*Exercise requirements*. Within the material below, locate the line with "fn target_file(base_path: &Path, label: &str)" and the line with "Bucket files under", then return those two lines and all lines between them, exactly as written.

*Input data*.
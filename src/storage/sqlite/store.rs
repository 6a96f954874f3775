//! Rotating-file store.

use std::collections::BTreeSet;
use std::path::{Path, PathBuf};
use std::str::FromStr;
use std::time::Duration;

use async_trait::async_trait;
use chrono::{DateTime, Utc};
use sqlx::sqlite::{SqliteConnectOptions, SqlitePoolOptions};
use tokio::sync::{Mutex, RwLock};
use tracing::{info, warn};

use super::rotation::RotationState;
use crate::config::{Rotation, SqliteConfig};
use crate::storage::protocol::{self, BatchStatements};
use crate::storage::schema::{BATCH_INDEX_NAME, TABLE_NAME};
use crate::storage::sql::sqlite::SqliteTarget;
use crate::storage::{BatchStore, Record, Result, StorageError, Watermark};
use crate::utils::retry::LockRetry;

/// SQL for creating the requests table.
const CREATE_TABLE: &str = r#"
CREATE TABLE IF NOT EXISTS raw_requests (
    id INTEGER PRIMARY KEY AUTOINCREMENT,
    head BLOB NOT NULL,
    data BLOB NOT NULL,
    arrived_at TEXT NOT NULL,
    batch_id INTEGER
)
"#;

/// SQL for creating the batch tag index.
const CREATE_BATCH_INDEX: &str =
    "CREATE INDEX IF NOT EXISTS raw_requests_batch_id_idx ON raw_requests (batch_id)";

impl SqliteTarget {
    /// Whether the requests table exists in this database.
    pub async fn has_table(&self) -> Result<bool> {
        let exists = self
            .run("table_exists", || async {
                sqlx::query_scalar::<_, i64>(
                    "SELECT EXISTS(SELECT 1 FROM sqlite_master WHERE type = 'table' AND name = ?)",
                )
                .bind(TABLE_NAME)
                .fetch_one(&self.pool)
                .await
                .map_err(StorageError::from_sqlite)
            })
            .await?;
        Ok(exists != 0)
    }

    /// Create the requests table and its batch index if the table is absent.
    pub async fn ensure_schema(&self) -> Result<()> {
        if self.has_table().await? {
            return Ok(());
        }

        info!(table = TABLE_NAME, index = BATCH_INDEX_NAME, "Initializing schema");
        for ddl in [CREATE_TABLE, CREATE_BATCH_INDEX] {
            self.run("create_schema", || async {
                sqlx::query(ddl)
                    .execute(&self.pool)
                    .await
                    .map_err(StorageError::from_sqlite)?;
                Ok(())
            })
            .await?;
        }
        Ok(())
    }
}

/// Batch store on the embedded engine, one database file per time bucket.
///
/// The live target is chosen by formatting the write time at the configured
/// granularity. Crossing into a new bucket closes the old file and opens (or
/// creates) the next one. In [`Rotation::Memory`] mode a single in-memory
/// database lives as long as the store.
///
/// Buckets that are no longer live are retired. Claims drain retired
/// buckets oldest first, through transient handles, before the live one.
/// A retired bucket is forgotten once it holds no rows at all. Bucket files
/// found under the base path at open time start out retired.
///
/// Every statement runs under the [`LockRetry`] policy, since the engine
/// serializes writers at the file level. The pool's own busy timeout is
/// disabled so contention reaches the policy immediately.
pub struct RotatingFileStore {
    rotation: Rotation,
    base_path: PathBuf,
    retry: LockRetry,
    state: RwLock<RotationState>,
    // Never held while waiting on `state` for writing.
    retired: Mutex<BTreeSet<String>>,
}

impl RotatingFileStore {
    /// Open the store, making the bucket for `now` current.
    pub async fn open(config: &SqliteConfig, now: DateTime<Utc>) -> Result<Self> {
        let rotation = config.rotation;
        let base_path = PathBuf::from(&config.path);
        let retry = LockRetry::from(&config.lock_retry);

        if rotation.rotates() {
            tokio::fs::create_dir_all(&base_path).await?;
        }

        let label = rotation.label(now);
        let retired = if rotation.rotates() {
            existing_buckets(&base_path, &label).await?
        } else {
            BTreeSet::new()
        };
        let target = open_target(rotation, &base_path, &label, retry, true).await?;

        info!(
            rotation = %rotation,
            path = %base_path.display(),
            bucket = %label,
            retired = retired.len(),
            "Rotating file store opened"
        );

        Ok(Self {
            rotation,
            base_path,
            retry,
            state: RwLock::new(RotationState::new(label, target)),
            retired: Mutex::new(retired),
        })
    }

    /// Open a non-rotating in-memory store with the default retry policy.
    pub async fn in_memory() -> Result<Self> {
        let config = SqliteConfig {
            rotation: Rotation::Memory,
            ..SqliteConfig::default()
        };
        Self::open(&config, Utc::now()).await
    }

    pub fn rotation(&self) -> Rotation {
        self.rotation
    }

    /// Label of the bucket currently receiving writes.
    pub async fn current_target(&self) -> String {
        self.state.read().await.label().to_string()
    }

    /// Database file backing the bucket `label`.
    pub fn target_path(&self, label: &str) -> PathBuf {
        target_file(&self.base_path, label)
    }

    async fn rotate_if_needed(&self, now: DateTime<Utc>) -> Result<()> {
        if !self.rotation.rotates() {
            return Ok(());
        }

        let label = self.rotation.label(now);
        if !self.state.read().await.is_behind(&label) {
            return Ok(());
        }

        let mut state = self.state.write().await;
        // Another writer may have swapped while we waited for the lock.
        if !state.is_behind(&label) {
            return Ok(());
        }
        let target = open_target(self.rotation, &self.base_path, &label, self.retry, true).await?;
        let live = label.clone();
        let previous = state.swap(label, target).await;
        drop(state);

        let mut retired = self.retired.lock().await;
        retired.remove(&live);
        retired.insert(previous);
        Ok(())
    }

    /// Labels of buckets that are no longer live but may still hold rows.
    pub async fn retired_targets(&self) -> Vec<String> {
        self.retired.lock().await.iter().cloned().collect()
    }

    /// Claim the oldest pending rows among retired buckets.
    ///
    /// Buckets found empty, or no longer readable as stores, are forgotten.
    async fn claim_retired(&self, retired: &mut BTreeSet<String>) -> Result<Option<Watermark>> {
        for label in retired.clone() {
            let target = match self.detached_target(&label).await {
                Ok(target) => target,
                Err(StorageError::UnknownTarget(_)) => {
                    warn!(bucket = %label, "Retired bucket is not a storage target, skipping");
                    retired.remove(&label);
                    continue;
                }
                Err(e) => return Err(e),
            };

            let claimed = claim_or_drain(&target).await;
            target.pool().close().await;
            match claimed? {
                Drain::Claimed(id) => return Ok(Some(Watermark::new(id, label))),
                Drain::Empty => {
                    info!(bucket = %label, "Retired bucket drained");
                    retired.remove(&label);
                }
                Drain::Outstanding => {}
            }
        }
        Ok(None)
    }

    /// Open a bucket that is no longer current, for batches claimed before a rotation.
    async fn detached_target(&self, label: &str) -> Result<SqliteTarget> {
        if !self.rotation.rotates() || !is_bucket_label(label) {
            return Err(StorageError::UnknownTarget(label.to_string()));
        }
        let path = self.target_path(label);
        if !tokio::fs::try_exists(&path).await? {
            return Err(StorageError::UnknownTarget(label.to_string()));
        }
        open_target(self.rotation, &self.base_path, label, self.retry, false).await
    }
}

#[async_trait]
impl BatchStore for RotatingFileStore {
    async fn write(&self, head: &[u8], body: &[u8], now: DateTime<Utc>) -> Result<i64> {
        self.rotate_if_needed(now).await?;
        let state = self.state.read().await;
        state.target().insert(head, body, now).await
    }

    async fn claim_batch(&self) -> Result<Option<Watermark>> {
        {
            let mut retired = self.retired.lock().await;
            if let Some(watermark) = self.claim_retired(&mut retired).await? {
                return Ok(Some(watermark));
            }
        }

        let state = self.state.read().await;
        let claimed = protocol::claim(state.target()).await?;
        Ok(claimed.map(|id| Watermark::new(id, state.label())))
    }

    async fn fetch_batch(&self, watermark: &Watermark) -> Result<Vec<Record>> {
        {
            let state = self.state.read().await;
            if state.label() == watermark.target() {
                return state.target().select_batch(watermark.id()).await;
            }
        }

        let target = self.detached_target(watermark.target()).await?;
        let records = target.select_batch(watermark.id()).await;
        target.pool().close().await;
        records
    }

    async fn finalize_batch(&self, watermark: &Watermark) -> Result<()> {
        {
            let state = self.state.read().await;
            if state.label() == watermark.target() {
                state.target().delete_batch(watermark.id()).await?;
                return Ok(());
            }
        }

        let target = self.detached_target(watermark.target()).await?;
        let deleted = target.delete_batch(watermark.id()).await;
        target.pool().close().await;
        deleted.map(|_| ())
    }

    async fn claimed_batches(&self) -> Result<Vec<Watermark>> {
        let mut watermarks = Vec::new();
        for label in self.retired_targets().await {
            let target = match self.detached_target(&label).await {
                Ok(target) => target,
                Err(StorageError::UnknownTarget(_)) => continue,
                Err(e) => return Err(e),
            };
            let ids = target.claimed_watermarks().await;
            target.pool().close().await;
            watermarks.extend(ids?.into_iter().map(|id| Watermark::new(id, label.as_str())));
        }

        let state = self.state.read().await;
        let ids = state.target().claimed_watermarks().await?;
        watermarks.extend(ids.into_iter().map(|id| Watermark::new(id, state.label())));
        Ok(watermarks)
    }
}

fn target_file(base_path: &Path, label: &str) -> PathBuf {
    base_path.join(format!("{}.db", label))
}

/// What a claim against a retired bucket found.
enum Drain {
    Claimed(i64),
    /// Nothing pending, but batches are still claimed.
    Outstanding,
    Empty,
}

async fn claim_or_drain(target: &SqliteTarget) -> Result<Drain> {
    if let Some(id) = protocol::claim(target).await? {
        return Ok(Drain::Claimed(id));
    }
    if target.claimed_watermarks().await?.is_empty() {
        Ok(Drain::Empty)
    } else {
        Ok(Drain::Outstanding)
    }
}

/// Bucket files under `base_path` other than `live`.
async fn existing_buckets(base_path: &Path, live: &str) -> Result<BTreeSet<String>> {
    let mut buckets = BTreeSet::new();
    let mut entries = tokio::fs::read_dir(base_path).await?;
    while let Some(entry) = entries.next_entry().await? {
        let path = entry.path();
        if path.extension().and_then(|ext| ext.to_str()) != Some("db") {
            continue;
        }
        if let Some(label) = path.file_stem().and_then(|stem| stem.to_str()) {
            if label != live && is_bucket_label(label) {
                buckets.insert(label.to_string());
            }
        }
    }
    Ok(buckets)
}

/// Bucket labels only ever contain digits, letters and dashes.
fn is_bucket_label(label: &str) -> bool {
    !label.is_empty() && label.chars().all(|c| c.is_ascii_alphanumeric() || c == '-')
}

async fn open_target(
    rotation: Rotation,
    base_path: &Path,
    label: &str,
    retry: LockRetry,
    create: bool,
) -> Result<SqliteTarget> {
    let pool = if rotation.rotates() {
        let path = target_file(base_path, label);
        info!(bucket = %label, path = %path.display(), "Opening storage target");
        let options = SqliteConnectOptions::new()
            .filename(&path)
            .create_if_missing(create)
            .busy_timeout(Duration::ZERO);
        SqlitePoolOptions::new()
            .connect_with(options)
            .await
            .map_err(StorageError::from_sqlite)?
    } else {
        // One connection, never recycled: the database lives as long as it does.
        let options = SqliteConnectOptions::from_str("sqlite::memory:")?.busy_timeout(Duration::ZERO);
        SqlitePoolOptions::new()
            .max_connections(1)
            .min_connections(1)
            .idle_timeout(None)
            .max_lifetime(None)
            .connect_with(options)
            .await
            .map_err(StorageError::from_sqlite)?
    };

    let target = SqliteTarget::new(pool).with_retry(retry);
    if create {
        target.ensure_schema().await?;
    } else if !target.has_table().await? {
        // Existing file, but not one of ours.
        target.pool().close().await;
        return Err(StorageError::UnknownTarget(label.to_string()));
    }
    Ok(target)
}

*Completed task*.
fn target_file(base_path: &Path, label: &str) -> PathBuf {
    base_path.join(format!("{}.db", label))
}

/// What a claim against a retired bucket found.
enum Drain {
    Claimed(i64),
    /// Nothing pending, but batches are still claimed.
    Outstanding,
    Empty,
}

async fn claim_or_drain(target: &SqliteTarget) -> Result<Drain> {
    if let Some(id) = protocol::claim(target).await? {
        return Ok(Drain::Claimed(id));
    }
    if target.claimed_watermarks().await?.is_empty() {
        Ok(Drain::Empty)
    } else {
        Ok(Drain::Outstanding)
    }
}

/// Bucket files under `base_path` other than `live`.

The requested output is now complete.